Papa Gregorio X
Gregorio X, nato Tedaldo Visconti (o Tebaldo o Teobaldo) (Piacenza, ca. 1210 – Arezzo, 10 gennaio 1276), fu il 184° papa della Chiesa cattolica dal 1º settembre 1271 alla morte (10 gennaio 1276). A lui si debbono, tra l'altro, il Secondo Concilio di Lione e la costituzione apostolica Ubi Periculum, che regola tuttora, con poche modifiche, l'elezione dei papi. È stato beatificato da Clemente XI nel 1713.

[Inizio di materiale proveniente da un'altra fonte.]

//! The agent evolution explainer: one hand-drawn diagram, clickable nodes.

use crate::diagram::ast::{EdgeStyle, NodeShape};
use crate::diagram::{Layout, PlacedEdge, PlacedNode, Point};
use crate::error::RegistryError;
use crate::key::NodeKey;
use crate::record::DisplayRecord;
use crate::registry::ContentRegistry;

pub const PLACEHOLDER: &str = "Click a component in the diagram to learn more.";

/// Nodes of the evolution diagram.
#[derive(Clone, Copy, Debug, PartialEq, Eq, Hash)]
pub enum EvolutionNode {
    Director,
    Researcher,
    Engineer,
    Critic,
    Database,
}

impl NodeKey for EvolutionNode {
    const ALL: &'static [Self] = &[Self::Director, Self::Researcher, Self::Engineer, Self::Critic, Self::Database];

    fn tag(self) -> &'static str {
        match self {
            Self::Director => "Director",
            Self::Researcher => "Researcher",
            Self::Engineer => "Engineer",
            Self::Critic => "Critic",
            Self::Database => "DB",
        }
    }
}

const RECORDS: &[(EvolutionNode, DisplayRecord)] = &[
    (
        EvolutionNode::Director,
        DisplayRecord::new(
            "The Director Agent (Macro-Cycle)",
            "The highest level of strategic thinking. The Director analyzes long-term trends from the database and \
             consults the Cognition Archive to issue broad Research Mandates. It does not design or run experiments, \
             but sets the overall research agenda for the entire system.",
        ),
    ),
    (
        EvolutionNode::Researcher,
        DisplayRecord::new(
            "The Researcher & Designer Agents (Meso-Cycle)",
            "This is the scientific core of the system. The Researcher receives a Research Mandate and formulates a \
             specific, testable hypothesis. The Designer then creates a concrete 'Challenger' prompt set to test that \
             hypothesis against the current 'Champion'.",
        ),
    ),
    (
        EvolutionNode::Engineer,
        DisplayRecord::new(
            "The Engineer Agent (Micro-Cycle)",
            "The hands-on developer. The Engineer executes the fast, inner loop of coding, testing, and, crucially, \
             self-revising. It takes a prompt set and works until it produces a functionally correct, tested code \
             artifact.",
        ),
    ),
    (
        EvolutionNode::Critic,
        DisplayRecord::new(
            "The Critic & Analyst Agents",
            "The arbiters of quality and performance. The Critic provides a qualitative score for elegance and \
             novelty, while the Analyst calculates the final, composite fitness score. This ensures the system \
             evolves towards solutions that are not just correct, but genuinely superior.",
        ),
    ),
    (
        EvolutionNode::Database,
        DisplayRecord::new(
            "The Central Database",
            "The single source of truth. All agents communicate asynchronously through this database. It stores the \
             complete history of all experiments, prompts, performance logs, and qualitative assessments, providing \
             the collective memory that enables long-term, structured learning.",
        ),
    ),
];

/// Build the evolution registry.
///
/// # Errors
///
/// Returns [`RegistryError::DuplicateKey`] if the table repeats a node.
pub fn registry() -> Result<ContentRegistry<EvolutionNode>, RegistryError> {
    ContentRegistry::build(RECORDS.iter().copied())
}

/// The hand-drawn diagram on a 1200x800 canvas.
#[must_use]
pub fn diagram() -> Layout {
    let nodes = vec![
        node(EvolutionNode::Director, "Director Agent", Some("(Macro-Cycle)"), (400.0, 50.0, 400.0, 80.0), BLUE),
        node(EvolutionNode::Researcher, "Researcher & Designer", Some("(Meso-Cycle)"), (100.0, 200.0, 400.0, 80.0), BLUE),
        node(EvolutionNode::Engineer, "Engineer Agent", Some("(Micro-Cycle)"), (700.0, 200.0, 400.0, 80.0), TEAL),
        node(EvolutionNode::Critic, "Critic & Analyst Agents", None, (100.0, 350.0, 400.0, 80.0), YELLOW),
        node(
            EvolutionNode::Database,
            "Central Database",
            Some("(Experiments, Prompts, Logs)"),
            (400.0, 500.0, 400.0, 120.0),
            ORANGE,
        ),
    ];

    let edges = vec![
        edge(&[(600.0, 130.0), (600.0, 180.0), (300.0, 180.0), (300.0, 200.0)], "1. Research Mandate", (515.0, 170.0)),
        edge(&[(300.0, 280.0), (300.0, 330.0), (900.0, 330.0), (900.0, 280.0)], "2. Challenger Prompt", (670.0, 320.0)),
        edge(&[(900.0, 280.0), (900.0, 480.0), (600.0, 480.0), (600.0, 500.0)], "3. Performance Data", (815.0, 400.0)),
        edge(&[(600.0, 500.0), (600.0, 480.0), (300.0, 480.0), (300.0, 430.0)], "4. Data for Assessment", (525.0, 470.0)),
        edge(&[(300.0, 350.0), (300.0, 110.0), (400.0, 110.0)], "5. Final Analysis", (410.0, 140.0)),
    ];

    Layout { width: 1200.0, height: 800.0, nodes, edges }
}

/// Fill/stroke pairs.
type Palette = (&'static str, &'static str);

const BLUE: Palette = ("#E3F2FD", "#2196F3");
const TEAL: Palette = ("#E0F2F1", "#009688");
const YELLOW: Palette = ("#FFF9C4", "#FFEB3B");
const ORANGE: Palette = ("#FFE0B2", "#FF9800");

fn node(key: EvolutionNode, label: &str, caption: Option<&str>, rect: (f64, f64, f64, f64), palette: Palette) -> PlacedNode {
    let (x, y, width, height) = rect;
    PlacedNode {
        id: key.tag().to_owned(),
        label: label.to_owned(),
        caption: caption.map(ToOwned::to_owned),
        shape: NodeShape::Rect,
        x,
        y,
        width,
        height,
        fill: palette.0.to_owned(),
        stroke: palette.1.to_owned(),
    }
}

fn edge(points: &[(f64, f64)], label: &str, label_at: (f64, f64)) -> PlacedEdge {
    PlacedEdge {
        points: points.iter().map(|&(x, y)| Point::new(x, y)).collect(),
        label: Some(label.to_owned()),
        label_at: Some(Point::new(label_at.0, label_at.1)),
        style: EdgeStyle::Solid,
    }
}
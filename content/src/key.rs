//! Typed identifiers shared between diagram elements and registry keys.
//!
//! DESIGN
//! ======
//! The DOM only hands us strings (`data-node` attributes on nodes and
//! buttons). Each explainer declares the identifiers it knows as an enum, and
//! a tag is converted through [`NodeKey::from_tag`], so an unknown tag is a
//! checked `None`.

use std::fmt::Debug;
use std::hash::Hash;

/// A known identifier of one explainer's selectable surface.
pub trait NodeKey: Copy + Eq + Hash + Debug + Send + Sync + 'static {
    /// Every known identifier, in surface order.
    const ALL: &'static [Self];

    /// The DOM tag carried by the element for this identifier.
    fn tag(self) -> &'static str;

    /// Short label for a control button. Defaults to the tag.
    fn label(self) -> &'static str {
        self.tag()
    }

    /// Parse a DOM tag. Returns `None` for tags this explainer does not know.
    #[must_use]
    fn from_tag(tag: &str) -> Option<Self> {
        Self::ALL.iter().copied().find(|key| key.tag() == tag)
    }
}
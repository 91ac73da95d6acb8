//! Utility helpers shared across client UI modules.
//!
//! SYSTEM CONTEXT
//! ==============
//! Pure projections of panel state and diagram geometry live here so the
//! components stay thin and the logic is testable without a browser.

pub mod panel_view;
pub mod svg;
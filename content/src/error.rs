//! Error types for registry construction and diagram rendering.

/// Error returned by [`crate::ContentRegistry::build`].
#[derive(Debug, Clone, PartialEq, Eq, thiserror::Error)]
pub enum RegistryError {
    /// The same identifier was given two records.
    #[error("duplicate registry key: {0}")]
    DuplicateKey(&'static str),
}

/// Error returned by [`crate::diagram::render`] and [`crate::diagram::parse`].
///
/// Line numbers are 1-based and refer to the raw description text.
#[derive(Debug, Clone, PartialEq, Eq, thiserror::Error)]
pub enum DiagramError {
    /// The description declared no nodes.
    #[error("diagram description has no nodes")]
    Empty,
    /// The header named a direction other than `TD`, `TB`, `BT`, `LR` or `RL`.
    #[error("unknown flowchart direction `{0}`")]
    UnknownDirection(String),
    /// A node shape was opened but never closed, e.g. `A[Label`.
    #[error("line {line}: unterminated node shape in `{text}`")]
    UnterminatedShape { line: usize, text: String },
    /// An edge arrow had nothing after it, e.g. `A -->`.
    #[error("line {line}: edge has no target in `{text}`")]
    DanglingEdge { line: usize, text: String },
    /// An edge label was opened with `|` but never closed.
    #[error("line {line}: unterminated edge label in `{text}`")]
    UnterminatedLabel { line: usize, text: String },
    /// Text followed the last node reference that is not a known arrow,
    /// e.g. `A -- text --> B` or `A --> B & C`.
    #[error("line {line}: unexpected `{rest}` in `{text}`")]
    TrailingText { line: usize, text: String, rest: String },
}

/// Error returned by [`crate::Catalog::build`].
#[derive(Debug, Clone, PartialEq, Eq, thiserror::Error)]
pub enum CatalogError {
    #[error("{explainer}: {source}")]
    Registry {
        explainer: &'static str,
        #[source]
        source: RegistryError,
    },
    /// A view was listed without a diagram description.
    #[error("{explainer}: view `{view}` has no diagram")]
    MissingDiagram { explainer: &'static str, view: &'static str },
}
//! Root application component with routing and context providers.

use std::sync::Arc;

use content::Catalog;
use leptos::prelude::*;
use leptos_meta::{MetaTags, Stylesheet, Title, provide_meta_context};
use leptos_router::{
    StaticSegment,
    components::{Route, Router, Routes},
};

use crate::pages::{coevolution::CoevolutionPage, evolution::EvolutionPage, home::HomePage};

/// HTML shell rendered on the server for SSR + hydration.
pub fn shell(options: LeptosOptions, catalog: Arc<Catalog>) -> impl IntoView {
    view! {
        <!DOCTYPE html>
        <html lang="en">
            <head>
                <meta charset="utf-8"/>
                <meta name="viewport" content="width=device-width, initial-scale=1"/>
                <AutoReload options=options.clone()/>
                <HydrationScripts options/>
                <MetaTags/>
            </head>
            <body>
                <App catalog/>
            </body>
        </html>
    }
}

/// Root application component.
///
/// Receives the prebuilt catalog and provides it to the pages as context.
#[component]
pub fn App(catalog: Arc<Catalog>) -> impl IntoView {
    provide_meta_context();
    provide_context(catalog);

    view! {
        <Stylesheet id="leptos" href="/pkg/explainer.css"/>
        <Title text="Architecture Explainers"/>

        <Router>
            <main class="app">
                <Routes fallback=|| "Page not found.".into_view()>
                    <Route path=StaticSegment("") view=HomePage/>
                    <Route path=StaticSegment("evolution") view=EvolutionPage/>
                    <Route path=StaticSegment("coevolution") view=CoevolutionPage/>
                </Routes>
            </main>
        </Router>
    }
}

La giovinezza e la prima missione in Francia
Tedaldo Visconti nacque a Piacenza intorno al 1210 da famiglia della nobiltà cittadina che peraltro non aveva alcun legame con l'omonima famiglia dei Signori di Milano; suo padre era, con ogni probabilità, il podestà Oberto, ed egli compì forse studi ecclesiastici come chierico e diacono nella città natale, nella cui Cattedrale è anche possibile che abbia seguito i corsi religiosi del trivio e del quadrivio, ma -in definitiva- le notizie sulla sua infanzia e giovinezza sono scarse e frammentarie. Le prime notizie certe ci conducono al 1236 quando conobbe il cardinale piacentino Jacopo da Pecorara, che lo notò e lo prese al suo servizio un paio d'anni più tardi. Nel 1239 Tedaldo accompagnò Pecorara in Francia, ove il porporato era stato inviato come Legato Pontificio, durante un viaggio che ebbe risvolti avventurosi poiché i due dovettero anche travestirsi da pellegrini per sfuggire agli uomini di Federico II, che proprio in quei giorni era stato scomunicato da Gregorio IX. Il viaggio in Francia fu comunque proficuo per il Visconti che, grazie all'interessamento del cardinale, ottenne prima un canonicato a Lione e quindi un arcidiaconato nella diocesi di Liegi.
Lione, Parigi, Liegi
Dopo la morte del Pecorara (1244) Tedaldo decise di recarsi a Lione, dove era appunto canonico, per assistere il nuovo Vescovo cittadino, Filippo di Savoia, nell'organizzazione del Concilio Ecumenico convocato in quella città da Innocenzo IV; nell'espletamento di tale incarico si fece ben conoscere e stimare dal papa, dai cardinali e dai numerosi ecclesiastici che presenziavano al Concilio. Conclusi i lavori conciliari nell'estate del 1245, il Visconti raggiunse la sua sede arcidiaconale di Liegi, città ove risiederà per una ventina d'anni salvo alcune parentesi, tra le quali è di grande rilievo il soggiorno parigino di quattro anni presso la locale celebre Università -dal 1248 al 1252- dove stringerà amicizia con personaggi quali Bonaventura da Bagnoregio, Tommaso d'Aquino, Guy Foucois (futuro papa Clemente IV), Pietro di Tarantasia (futuro papa Innocenzo V) e Matteo Rubeo Orsini (futuro cardinale protodiacono); in quegli anni conobbe anche Luigi IX e suo figlio Filippo, futuro Filippo III. Tornato successivamente a Liegi, fu tra i protagonisti, in quella città, di un grave episodio accaduto nel 1266: la diocesi di Liegi era allora retta dal principe-vescovo Enrico di Gheldria, nobile dissoluto e libertino, che, in un giorno di quel 1266 fu aggredito da un uomo armato cui il prelato aveva violentato la figlia; Tedaldo, che era presente, fece scudo al vescovo con il suo corpo salvandogli la vita, ma -subito dopo- si rivolse al prelato rimproverandolo aspramente per la sua condotta immorale. Il presule, furibondo, colpì duramente il Visconti, procurandogli una grave ernia inguinale che gli creerà poi continui fastidi. Va detto, per inciso, che questo vescovo malvagio verrà deposto per indegnità durante il secondo Concilio di Lione (1274) e sarà anche scomunicato; l'uomo, quasi a dimostrare per intero la sua indole, si metterà allora alla testa di una banda di malfattori con i quali compirà ogni genere di nefandezze per alcuni anni, finché non sarà ucciso nel 1282 durante un'azione di brigantaggio.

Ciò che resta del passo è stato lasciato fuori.